◆ **Input data**:
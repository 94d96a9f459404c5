//! Per-module errors collected while planning.
//!
//! None of these cross module boundaries: a failing module contributes its
//! errors to the plan and no actions.

// Scoped suppression for version-dependent lint false positives from
// miette/thiserror derive macros.
// FIXME(rust-lang/rust#130021): remove once upstream is fixed.
#![allow(
    clippy::allow_attributes,
    clippy::allow_attributes_without_reason,
    unused_assignments
)]

use miette::Diagnostic;
use thiserror::Error;

use crate::rules::RuleArgumentError;
use crate::sources::SourceError;

/// Why a module emitted no actions.
#[derive(Debug, Clone, PartialEq, Eq, Error, Diagnostic)]
pub enum ModuleError {
    /// A `srcs` or `srcsExclude` pattern failed to resolve.
    #[error("module '{module}': cannot resolve files that match pattern '{pattern}'")]
    #[diagnostic(code(modgraph::module::srcs))]
    SourceResolution {
        /// Module name.
        module: String,
        /// Pattern as written in the manifest.
        pattern: String,
        /// Underlying resolution failure.
        #[source]
        #[diagnostic_source]
        source: SourceError,
    },

    /// The descriptor is malformed.
    #[error("module '{module}': invalid property '{property}': {reason}")]
    #[diagnostic(code(modgraph::module::config))]
    Configuration {
        /// Module name, possibly empty when the name itself is invalid.
        module: String,
        /// Manifest property at fault.
        property: String,
        /// What is wrong with it.
        reason: String,
    },

    /// An action does not bind the arguments its rule expects.
    #[error("module '{module}': {source}")]
    #[diagnostic(code(modgraph::module::rule_binding))]
    RuleBinding {
        /// Module name.
        module: String,
        /// Argument mismatch.
        #[source]
        source: RuleArgumentError,
    },
}

impl ModuleError {
    /// Name of the module the error belongs to.
    #[must_use]
    pub fn module(&self) -> &str {
        match self {
            Self::SourceResolution { module, .. }
            | Self::Configuration { module, .. }
            | Self::RuleBinding { module, .. } => module,
        }
    }

    pub(crate) fn configuration(
        module: &str,
        property: &str,
        reason: impl Into<String>,
    ) -> Self {
        Self::Configuration {
            module: module.to_owned(),
            property: property.to_owned(),
            reason: reason.into(),
        }
    }

    pub(crate) fn sources(module: &str, source: SourceError) -> Self {
        Self::SourceResolution {
            module: module.to_owned(),
            pattern: source.pattern().to_owned(),
            source,
        }
    }
}
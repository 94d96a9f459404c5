//! Output path derivation.
//!
//! The directory layout under the base output directory is consumed by
//! packaging and report tooling, so it must stay byte-for-byte stable:
//!
//! ```text
//! <base>/bin/<namespace>/<module>         compiled binary
//! <base>/reports/<namespace>/test.txt     test report (shared)
//! <base>/js/<namespace>/<module>.js       JavaScript bundle
//! ```
//!
//! The test report path does not include the module name. Every tested
//! module in a build writes the same file and the last writer wins.

use camino::{Utf8Path, Utf8PathBuf};

use crate::sources::is_current_dir;

/// Default namespace segment inserted below each output category.
pub const DEFAULT_NAMESPACE: &str = "bood";

/// Default base output directory.
pub const DEFAULT_BASE_DIR: &str = "out";

/// Category of output a module produces.
#[derive(Debug, Clone, Copy, PartialEq, Eq)]
pub enum OutputKind {
    /// The executable built by a compiled-binary module.
    Binary,
    /// The test log written by a compiled-binary module's test step.
    TestReport,
    /// The single file produced by a bundle module.
    Bundle,
}

/// Pure mapping from module identity to output locations.
///
/// # Examples
///
/// ```
/// use modgraph::layout::{OutputKind, OutputLayout};
///
/// let layout = OutputLayout::new("out", "bood");
/// assert_eq!(layout.derive(OutputKind::Binary, "server"), "out/bin/bood/server");
/// assert_eq!(layout.derive(OutputKind::Bundle, "app"), "out/js/bood/app.js");
/// ```
#[derive(Debug, Clone, PartialEq, Eq)]
pub struct OutputLayout {
    base_dir: Utf8PathBuf,
    namespace: String,
}

impl OutputLayout {
    /// Create a layout rooted at `base_dir` using `namespace`.
    #[must_use]
    pub fn new(base_dir: impl Into<Utf8PathBuf>, namespace: impl Into<String>) -> Self {
        Self {
            base_dir: base_dir.into(),
            namespace: namespace.into(),
        }
    }

    /// Base output directory.
    #[must_use]
    pub fn base_dir(&self) -> &Utf8Path {
        &self.base_dir
    }

    /// Namespace segment.
    #[must_use]
    pub fn namespace(&self) -> &str {
        &self.namespace
    }

    /// Output path for `kind` produced by the module called `module`.
    #[must_use]
    pub fn derive(&self, kind: OutputKind, module: &str) -> Utf8PathBuf {
        match kind {
            OutputKind::Binary => self.category("bin").join(module),
            OutputKind::TestReport => self.category("reports").join("test.txt"),
            OutputKind::Bundle => self.category("js").join(format!("{module}.js")),
        }
    }

    /// Binary path for `module`.
    #[must_use]
    pub fn binary(&self, module: &str) -> Utf8PathBuf {
        self.derive(OutputKind::Binary, module)
    }

    /// Shared test report path.
    #[must_use]
    pub fn test_report(&self) -> Utf8PathBuf {
        self.derive(OutputKind::TestReport, "")
    }

    /// Bundle path for `module`.
    #[must_use]
    pub fn bundle(&self, module: &str) -> Utf8PathBuf {
        self.derive(OutputKind::Bundle, module)
    }

    fn category(&self, name: &str) -> Utf8PathBuf {
        let category = if is_current_dir(&self.base_dir) {
            Utf8PathBuf::from(name)
        } else {
            self.base_dir.join(name)
        };
        category.join(&self.namespace)
    }
}

impl Default for OutputLayout {
    fn default() -> Self {
        Self::new(DEFAULT_BASE_DIR, DEFAULT_NAMESPACE)
    }
}

#[cfg(test)]
mod tests {
    use super::*;
    use rstest::rstest;

    #[rstest]
    #[case("out", OutputKind::Binary, "boodjs", "out/bin/bood/boodjs")]
    #[case("out", OutputKind::TestReport, "boodjs", "out/reports/bood/test.txt")]
    #[case("out", OutputKind::Bundle, "someBood", "out/js/bood/someBood.js")]
    #[case(".", OutputKind::Binary, "tool", "bin/bood/tool")]
    #[case("build/out", OutputKind::Bundle, "app", "build/out/js/bood/app.js")]
    fn derive_follows_layout(
        #[case] base: &str,
        #[case] kind: OutputKind,
        #[case] module: &str,
        #[case] expected: &str,
    ) {
        let layout = OutputLayout::new(base, DEFAULT_NAMESPACE);
        assert_eq!(layout.derive(kind, module), Utf8PathBuf::from(expected));
    }

    #[test]
    fn test_report_ignores_module_name() {
        let layout = OutputLayout::default();
        assert_eq!(
            layout.derive(OutputKind::TestReport, "a"),
            layout.derive(OutputKind::TestReport, "b")
        );
        assert_eq!(layout.test_report(), layout.derive(OutputKind::TestReport, "a"));
    }

    #[test]
    fn namespace_is_configurable() {
        let layout = OutputLayout::new("out", "acme");
        assert_eq!(layout.binary("svc"), Utf8PathBuf::from("out/bin/acme/svc"));
        assert_eq!(layout.namespace(), "acme");
        assert_eq!(layout.base_dir(), Utf8Path::new("out"));
    }
}
//! Module compilers: turn one typed descriptor into its build actions.
//!
//! Compilation of a module never fails halfway. Either every action is
//! returned, or every problem found is, and the caller forwards the result
//! to an [`crate::plan::ActionSink`] as a unit.

use camino::{Utf8Path, Utf8PathBuf};
use tracing::debug;

use crate::ast::ModuleDescriptor;
use crate::layout::OutputLayout;
use crate::plan::{BuildAction, ModuleError, ModuleResult};
use crate::rules::RuleCatalog;
use crate::sources::{ResolvedSources, SourceResolver, is_current_dir};

mod binary;
mod bundle;

/// Shared, read-only inputs of every module compiler.
#[derive(Clone, Copy)]
pub struct CompileContext<'a> {
    /// Rules actions may reference.
    pub catalog: &'a RuleCatalog,
    /// Output path mapping.
    pub layout: &'a OutputLayout,
    /// Glob resolution and test classification.
    pub resolver: SourceResolver<'a>,
}

/// Compile `module` into its actions.
///
/// # Errors
///
/// Returns every configuration, resolution and rule-binding error found for
/// the module. No actions are returned alongside errors.
pub fn compile_module(ctx: &CompileContext<'_>, module: &ModuleDescriptor) -> ModuleResult {
    validate_descriptor(module)?;
    let actions = match module {
        ModuleDescriptor::GoBinary(m) => binary::compile(ctx, m)?,
        ModuleDescriptor::JsBundle(m) => bundle::compile(ctx, m)?,
    };
    check_bindings(ctx.catalog, module.name(), &actions)?;
    debug!(
        module = module.name(),
        kind = module.kind_name(),
        actions = actions.len(),
        "compiled module"
    );
    Ok(actions)
}

/// Validate the properties of a single descriptor.
///
/// # Errors
///
/// Returns all violations: an empty `name`, an empty `pkg` for binaries,
/// an empty `srcs` list, and line breaks in any value written to the
/// Ninja file.
pub fn validate_descriptor(module: &ModuleDescriptor) -> Result<(), Vec<ModuleError>> {
    let name = module.name();
    let mut errors = Vec::new();
    if name.trim().is_empty() {
        errors.push(ModuleError::configuration(name, "name", "must not be empty"));
    }
    if let ModuleDescriptor::GoBinary(m) = module
        && m.pkg.trim().is_empty()
    {
        errors.push(ModuleError::configuration(name, "pkg", "must not be empty"));
    }
    if module.srcs().is_empty() {
        errors.push(ModuleError::configuration(
            name,
            "srcs",
            "at least one pattern is required",
        ));
    }
    for (property, value) in written_values(module) {
        if value.contains(['\n', '\r']) {
            errors.push(ModuleError::configuration(
                name,
                property,
                "must not contain line breaks",
            ));
        }
    }
    if errors.is_empty() { Ok(()) } else { Err(errors) }
}

/// Descriptor values that end up verbatim in the Ninja file.
fn written_values(module: &ModuleDescriptor) -> Vec<(&'static str, &str)> {
    let mut values = vec![("name", module.name()), ("dir", module.dir().as_str())];
    if let ModuleDescriptor::GoBinary(m) = module {
        values.push(("pkg", m.pkg.as_str()));
        values.push(("testPkg", m.test_pkg.as_str()));
    }
    values.extend(module.srcs().iter().map(|p| ("srcs", p.as_str())));
    values.extend(module.srcs_exclude().iter().map(|p| ("srcsExclude", p.as_str())));
    values
}

fn check_bindings(
    catalog: &RuleCatalog,
    module: &str,
    actions: &[BuildAction],
) -> Result<(), Vec<ModuleError>> {
    let errors: Vec<_> = actions
        .iter()
        .filter_map(|action| {
            catalog
                .get(action.rule)
                .check_arguments(&action.arguments)
                .err()
        })
        .map(|source| ModuleError::RuleBinding {
            module: module.to_owned(),
            source,
        })
        .collect();
    if errors.is_empty() { Ok(()) } else { Err(errors) }
}

fn resolve_sources(
    ctx: &CompileContext<'_>,
    module: &str,
    dir: &Utf8Path,
    srcs: &[String],
    excludes: &[String],
) -> Result<ResolvedSources, Vec<ModuleError>> {
    ctx.resolver.resolve(dir, srcs, excludes).map_err(|errors| {
        errors
            .into_iter()
            .map(|err| ModuleError::sources(module, err))
            .collect()
    })
}

/// `name` inside the module directory, without a leading `./`.
fn module_path(dir: &Utf8Path, name: &str) -> Utf8PathBuf {
    if is_current_dir(dir) {
        Utf8PathBuf::from(name)
    } else {
        dir.join(name)
    }
}
//! Parallel compilation of a module set into a [`BuildPlan`].

use std::collections::HashSet;

use rayon::ThreadPoolBuilder;
use rayon::prelude::*;
use tracing::{debug, warn};

use super::{ActionSink, BuildPlan, ModuleError, ModuleResult, emit};
use crate::ast::ModuleDescriptor;
use crate::modules::{CompileContext, compile_module};

/// Compiles modules independently and merges their results in manifest
/// order.
///
/// # Examples
///
/// ```
/// use modgraph::ast::{BundleModule, ModuleDescriptor};
/// use modgraph::layout::OutputLayout;
/// use modgraph::modules::CompileContext;
/// use modgraph::plan::Planner;
/// use modgraph::rules::RuleCatalog;
/// use modgraph::sources::{MemoryTree, SourceResolver, TestFileConvention};
///
/// let tree = MemoryTree::new(["app.js"]);
/// let (catalog, layout) = (RuleCatalog::standard(), OutputLayout::default());
/// let convention = TestFileConvention::default();
/// let ctx = CompileContext {
///     catalog: &catalog,
///     layout: &layout,
///     resolver: SourceResolver::new(&tree, &convention),
/// };
/// let modules = [ModuleDescriptor::JsBundle(BundleModule::new("app", &["app.js"]))];
/// let plan = Planner::new(ctx).plan(&modules);
/// assert_eq!(plan.actions().len(), 1);
/// ```
#[derive(Clone, Copy)]
pub struct Planner<'a> {
    ctx: CompileContext<'a>,
    jobs: Option<usize>,
}

impl<'a> Planner<'a> {
    /// Plan with the global rayon pool.
    #[must_use]
    pub const fn new(ctx: CompileContext<'a>) -> Self {
        Self { ctx, jobs: None }
    }

    /// Limit compilation to `jobs` worker threads. `1` compiles on the
    /// calling thread.
    #[must_use]
    pub const fn with_jobs(mut self, jobs: Option<usize>) -> Self {
        self.jobs = jobs;
        self
    }

    /// Compile `modules` and collect the outcome.
    #[must_use]
    pub fn plan(&self, modules: &[ModuleDescriptor]) -> BuildPlan {
        let mut plan = BuildPlan::default();
        self.plan_into(modules, &mut plan);
        let collisions = plan.colliding_outputs();
        if !collisions.is_empty() {
            warn!(count = collisions.len(), "build has outputs written by several actions");
        }
        plan
    }

    /// Compile `modules` and forward each result to `sink` in manifest
    /// order.
    pub fn plan_into(&self, modules: &[ModuleDescriptor], sink: &mut dyn ActionSink) {
        let duplicates = duplicate_positions(modules);
        let results = self.compile_all(modules, &duplicates);
        for (module, result) in modules.iter().zip(results) {
            emit(sink, module.name(), result);
        }
    }

    fn compile_all(
        &self,
        modules: &[ModuleDescriptor],
        duplicates: &HashSet<usize>,
    ) -> Vec<ModuleResult> {
        match self.jobs {
            Some(1) => {
                debug!(modules = modules.len(), "compiling sequentially");
                modules
                    .iter()
                    .enumerate()
                    .map(|(i, m)| self.compile_one(i, m, duplicates))
                    .collect()
            }
            Some(jobs) => match ThreadPoolBuilder::new().num_threads(jobs).build() {
                Ok(pool) => {
                    debug!(modules = modules.len(), jobs, "compiling in dedicated pool");
                    pool.install(|| self.compile_parallel(modules, duplicates))
                }
                Err(err) => {
                    warn!(error = %err, "cannot build worker pool; using the global pool");
                    self.compile_parallel(modules, duplicates)
                }
            },
            None => self.compile_parallel(modules, duplicates),
        }
    }

    fn compile_parallel(
        &self,
        modules: &[ModuleDescriptor],
        duplicates: &HashSet<usize>,
    ) -> Vec<ModuleResult> {
        modules
            .par_iter()
            .enumerate()
            .map(|(i, m)| self.compile_one(i, m, duplicates))
            .collect()
    }

    fn compile_one(
        &self,
        index: usize,
        module: &ModuleDescriptor,
        duplicates: &HashSet<usize>,
    ) -> ModuleResult {
        if duplicates.contains(&index) {
            return Err(vec![ModuleError::configuration(
                module.name(),
                "name",
                "already declared by an earlier module",
            )]);
        }
        compile_module(&self.ctx, module)
    }
}

/// Positions of modules whose name was already used earlier in the list.
fn duplicate_positions(modules: &[ModuleDescriptor]) -> HashSet<usize> {
    let mut seen = HashSet::new();
    modules
        .iter()
        .enumerate()
        .filter(|(_, m)| !seen.insert(m.name()))
        .map(|(i, _)| i)
        .collect()
}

◆ **Goal of the exercise**: Lines holding the word "already": say how many there are in the data, and nothing more.

◆ **Written solution**: 2